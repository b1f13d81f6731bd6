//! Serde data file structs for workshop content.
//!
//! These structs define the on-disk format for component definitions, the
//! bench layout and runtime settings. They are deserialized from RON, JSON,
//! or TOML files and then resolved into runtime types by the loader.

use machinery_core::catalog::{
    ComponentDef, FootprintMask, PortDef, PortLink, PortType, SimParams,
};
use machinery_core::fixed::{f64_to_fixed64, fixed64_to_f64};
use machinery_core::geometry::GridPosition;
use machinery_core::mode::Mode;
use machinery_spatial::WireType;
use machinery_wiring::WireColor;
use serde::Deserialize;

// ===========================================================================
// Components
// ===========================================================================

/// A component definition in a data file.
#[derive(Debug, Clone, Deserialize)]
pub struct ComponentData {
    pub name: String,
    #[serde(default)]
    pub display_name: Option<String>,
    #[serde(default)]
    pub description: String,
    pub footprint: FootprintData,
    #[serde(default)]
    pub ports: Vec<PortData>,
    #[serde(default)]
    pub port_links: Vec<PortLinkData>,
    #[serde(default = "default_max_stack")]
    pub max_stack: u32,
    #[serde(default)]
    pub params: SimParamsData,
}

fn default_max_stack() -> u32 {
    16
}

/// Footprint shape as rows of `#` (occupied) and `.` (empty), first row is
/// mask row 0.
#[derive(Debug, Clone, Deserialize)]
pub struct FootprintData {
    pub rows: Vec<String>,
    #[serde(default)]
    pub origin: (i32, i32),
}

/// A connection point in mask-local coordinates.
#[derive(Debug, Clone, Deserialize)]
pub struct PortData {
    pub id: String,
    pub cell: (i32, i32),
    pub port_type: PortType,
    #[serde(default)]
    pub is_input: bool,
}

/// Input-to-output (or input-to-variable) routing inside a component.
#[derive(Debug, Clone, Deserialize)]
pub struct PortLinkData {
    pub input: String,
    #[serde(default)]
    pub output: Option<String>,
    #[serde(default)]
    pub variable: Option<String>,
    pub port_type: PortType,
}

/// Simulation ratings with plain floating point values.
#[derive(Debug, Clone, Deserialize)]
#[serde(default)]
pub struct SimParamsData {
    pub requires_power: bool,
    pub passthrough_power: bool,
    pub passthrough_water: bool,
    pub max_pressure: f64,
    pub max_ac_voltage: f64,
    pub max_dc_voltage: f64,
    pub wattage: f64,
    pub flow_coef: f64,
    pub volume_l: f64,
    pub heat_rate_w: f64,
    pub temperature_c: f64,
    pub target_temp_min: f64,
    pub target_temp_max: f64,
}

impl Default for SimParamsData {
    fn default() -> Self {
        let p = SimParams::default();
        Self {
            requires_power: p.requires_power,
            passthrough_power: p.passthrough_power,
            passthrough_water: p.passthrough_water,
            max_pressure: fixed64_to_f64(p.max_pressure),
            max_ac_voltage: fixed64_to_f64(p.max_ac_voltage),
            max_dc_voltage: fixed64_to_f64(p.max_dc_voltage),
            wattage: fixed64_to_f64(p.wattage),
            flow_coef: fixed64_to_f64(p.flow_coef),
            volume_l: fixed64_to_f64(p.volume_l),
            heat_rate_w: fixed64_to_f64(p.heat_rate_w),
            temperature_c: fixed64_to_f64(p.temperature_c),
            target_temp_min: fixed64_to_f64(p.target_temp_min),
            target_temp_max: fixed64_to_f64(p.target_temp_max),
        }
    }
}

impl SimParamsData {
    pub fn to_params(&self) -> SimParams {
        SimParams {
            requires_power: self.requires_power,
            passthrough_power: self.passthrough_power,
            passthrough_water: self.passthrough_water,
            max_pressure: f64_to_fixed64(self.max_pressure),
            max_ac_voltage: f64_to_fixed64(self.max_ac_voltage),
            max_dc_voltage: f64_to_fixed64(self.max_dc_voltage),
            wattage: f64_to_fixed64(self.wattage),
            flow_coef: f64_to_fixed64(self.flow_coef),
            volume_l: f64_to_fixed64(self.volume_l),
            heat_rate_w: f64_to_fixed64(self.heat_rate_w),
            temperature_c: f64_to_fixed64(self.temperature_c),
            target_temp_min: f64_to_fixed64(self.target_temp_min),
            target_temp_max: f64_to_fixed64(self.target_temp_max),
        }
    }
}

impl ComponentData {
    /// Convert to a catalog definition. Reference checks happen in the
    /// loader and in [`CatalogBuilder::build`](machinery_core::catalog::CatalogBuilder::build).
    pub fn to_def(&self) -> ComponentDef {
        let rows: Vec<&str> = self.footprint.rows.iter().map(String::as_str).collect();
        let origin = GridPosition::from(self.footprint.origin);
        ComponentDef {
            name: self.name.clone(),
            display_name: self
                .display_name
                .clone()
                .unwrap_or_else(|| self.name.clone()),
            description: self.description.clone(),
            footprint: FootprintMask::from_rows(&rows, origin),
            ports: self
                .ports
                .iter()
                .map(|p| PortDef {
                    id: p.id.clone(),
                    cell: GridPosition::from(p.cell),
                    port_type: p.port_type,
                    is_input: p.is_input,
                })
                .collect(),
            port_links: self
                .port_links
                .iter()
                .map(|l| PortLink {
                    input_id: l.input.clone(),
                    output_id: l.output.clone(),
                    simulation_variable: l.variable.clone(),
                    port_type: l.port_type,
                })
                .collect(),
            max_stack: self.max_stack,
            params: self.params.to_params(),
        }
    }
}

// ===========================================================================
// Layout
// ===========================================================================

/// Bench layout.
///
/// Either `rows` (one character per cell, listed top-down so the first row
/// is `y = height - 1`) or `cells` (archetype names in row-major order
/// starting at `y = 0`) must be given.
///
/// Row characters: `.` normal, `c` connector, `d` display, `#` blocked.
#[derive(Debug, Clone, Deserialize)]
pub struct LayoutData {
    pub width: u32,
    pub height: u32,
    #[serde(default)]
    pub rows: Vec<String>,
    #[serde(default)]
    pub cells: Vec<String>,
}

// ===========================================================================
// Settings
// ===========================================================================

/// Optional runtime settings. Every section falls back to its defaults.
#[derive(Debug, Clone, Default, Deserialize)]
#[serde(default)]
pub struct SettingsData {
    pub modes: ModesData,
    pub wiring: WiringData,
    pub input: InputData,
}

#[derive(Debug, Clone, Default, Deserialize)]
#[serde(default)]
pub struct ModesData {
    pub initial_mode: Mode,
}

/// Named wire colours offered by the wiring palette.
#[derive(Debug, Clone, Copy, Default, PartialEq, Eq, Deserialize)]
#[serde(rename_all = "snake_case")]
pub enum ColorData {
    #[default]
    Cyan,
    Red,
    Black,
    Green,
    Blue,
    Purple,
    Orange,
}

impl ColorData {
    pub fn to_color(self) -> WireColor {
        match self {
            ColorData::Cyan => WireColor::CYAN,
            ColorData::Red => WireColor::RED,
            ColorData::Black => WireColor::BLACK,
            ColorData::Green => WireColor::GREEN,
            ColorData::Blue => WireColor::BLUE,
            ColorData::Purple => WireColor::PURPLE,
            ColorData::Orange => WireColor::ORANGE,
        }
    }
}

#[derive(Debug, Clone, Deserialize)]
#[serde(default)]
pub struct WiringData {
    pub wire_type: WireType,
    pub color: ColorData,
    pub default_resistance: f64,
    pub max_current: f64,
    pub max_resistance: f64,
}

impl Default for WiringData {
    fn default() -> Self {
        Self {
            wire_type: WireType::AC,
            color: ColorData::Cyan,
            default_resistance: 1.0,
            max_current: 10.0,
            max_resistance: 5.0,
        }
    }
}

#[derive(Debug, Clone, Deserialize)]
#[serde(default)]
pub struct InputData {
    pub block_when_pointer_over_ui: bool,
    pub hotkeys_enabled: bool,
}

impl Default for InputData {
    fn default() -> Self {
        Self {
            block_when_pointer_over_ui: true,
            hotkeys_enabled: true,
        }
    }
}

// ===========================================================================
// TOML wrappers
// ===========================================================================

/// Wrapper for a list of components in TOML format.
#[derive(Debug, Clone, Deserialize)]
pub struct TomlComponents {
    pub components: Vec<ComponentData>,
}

------------------------------------------------

Problem details :: The lines above, starting at the one with "to its defaults." and ending at the one with "pub fn to_color(self)", are the only ones to return, exactly as written.

Response for this exercise ::
/// Optional runtime settings. Every section falls back to its defaults.
#[derive(Debug, Clone, Default, Deserialize)]
#[serde(default)]
pub struct SettingsData {
    pub modes: ModesData,
    pub wiring: WiringData,
    pub input: InputData,
}

#[derive(Debug, Clone, Default, Deserialize)]
#[serde(default)]
pub struct ModesData {
    pub initial_mode: Mode,
}

/// Named wire colours offered by the wiring palette.
#[derive(Debug, Clone, Copy, Default, PartialEq, Eq, Deserialize)]
#[serde(rename_all = "snake_case")]
pub enum ColorData {
    #[default]
    Cyan,
    Red,
    Black,
    Green,
    Blue,
    Purple,
    Orange,
}

impl ColorData {
    pub fn to_color(self) -> WireColor {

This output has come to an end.